TASK DESCRIPTION:
Please copy every line of the material exactly.

STORED DATA:
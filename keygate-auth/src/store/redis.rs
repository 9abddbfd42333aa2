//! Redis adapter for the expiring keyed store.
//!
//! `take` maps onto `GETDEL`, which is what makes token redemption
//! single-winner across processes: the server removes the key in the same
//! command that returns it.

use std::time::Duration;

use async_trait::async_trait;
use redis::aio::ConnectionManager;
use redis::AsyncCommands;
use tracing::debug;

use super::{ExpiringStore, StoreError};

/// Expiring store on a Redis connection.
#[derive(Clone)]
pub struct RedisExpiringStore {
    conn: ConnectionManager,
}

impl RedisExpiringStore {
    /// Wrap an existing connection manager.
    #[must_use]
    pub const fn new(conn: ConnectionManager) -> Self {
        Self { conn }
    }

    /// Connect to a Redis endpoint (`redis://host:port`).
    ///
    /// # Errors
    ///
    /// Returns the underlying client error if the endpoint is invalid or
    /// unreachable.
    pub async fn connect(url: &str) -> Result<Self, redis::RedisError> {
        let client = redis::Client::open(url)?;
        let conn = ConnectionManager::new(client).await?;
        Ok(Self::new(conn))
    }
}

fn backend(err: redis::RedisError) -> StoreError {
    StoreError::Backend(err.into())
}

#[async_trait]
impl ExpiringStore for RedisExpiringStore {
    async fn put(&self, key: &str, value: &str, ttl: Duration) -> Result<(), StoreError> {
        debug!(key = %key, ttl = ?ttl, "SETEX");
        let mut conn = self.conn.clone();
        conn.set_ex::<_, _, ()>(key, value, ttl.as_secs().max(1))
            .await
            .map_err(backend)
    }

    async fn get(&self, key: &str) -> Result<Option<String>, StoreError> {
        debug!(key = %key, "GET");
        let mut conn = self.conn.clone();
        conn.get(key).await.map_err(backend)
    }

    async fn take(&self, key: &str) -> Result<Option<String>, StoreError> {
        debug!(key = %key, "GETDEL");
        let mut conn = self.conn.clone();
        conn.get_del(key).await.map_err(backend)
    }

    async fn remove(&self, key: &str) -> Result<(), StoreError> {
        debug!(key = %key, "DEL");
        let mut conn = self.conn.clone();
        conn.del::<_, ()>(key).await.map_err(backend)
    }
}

RESULT OF THIS EXERCISE:
filename keygate-auth/src/store/redis.rs
repository 9abddbfd42333aa2
//! Redis adapter for the expiring keyed store.
//!
//! `take` maps onto `GETDEL`, which is what makes token redemption
//! single-winner across processes: the server removes the key in the same
//! command that returns it.

use std::time::Duration;

use async_trait::async_trait;
use redis::aio::ConnectionManager;
use redis::AsyncCommands;
use tracing::debug;

use super::{ExpiringStore, StoreError};

/// Expiring store on a Redis connection.
#[derive(Clone)]
pub struct RedisExpiringStore {
    conn: ConnectionManager,
}

impl RedisExpiringStore {
    /// Wrap an existing connection manager.
    #[must_use]
    pub const fn new(conn: ConnectionManager) -> Self {
        Self { conn }
    }

    /// Connect to a Redis endpoint (`redis://host:port`).
    ///
    /// # Errors
    ///
    /// Returns the underlying client error if the endpoint is invalid or
    /// unreachable.
    pub async fn connect(url: &str) -> Result<Self, redis::RedisError> {
        let client = redis::Client::open(url)?;
        let conn = ConnectionManager::new(client).await?;
        Ok(Self::new(conn))
    }
}

fn backend(err: redis::RedisError) -> StoreError {
    StoreError::Backend(err.into())
}

#[async_trait]
impl ExpiringStore for RedisExpiringStore {
    async fn put(&self, key: &str, value: &str, ttl: Duration) -> Result<(), StoreError> {
        debug!(key = %key, ttl = ?ttl, "SETEX");
        let mut conn = self.conn.clone();
        conn.set_ex::<_, _, ()>(key, value, ttl.as_secs().max(1))
            .await
            .map_err(backend)
    }

    async fn get(&self, key: &str) -> Result<Option<String>, StoreError> {
        debug!(key = %key, "GET");
        let mut conn = self.conn.clone();
        conn.get(key).await.map_err(backend)
    }

    async fn take(&self, key: &str) -> Result<Option<String>, StoreError> {
        debug!(key = %key, "GETDEL");
        let mut conn = self.conn.clone();
        conn.get_del(key).await.map_err(backend)
    }

    async fn remove(&self, key: &str) -> Result<(), StoreError> {
        debug!(key = %key, "DEL");
        let mut conn = self.conn.clone();
        conn.del::<_, ()>(key).await.map_err(backend)
    }
}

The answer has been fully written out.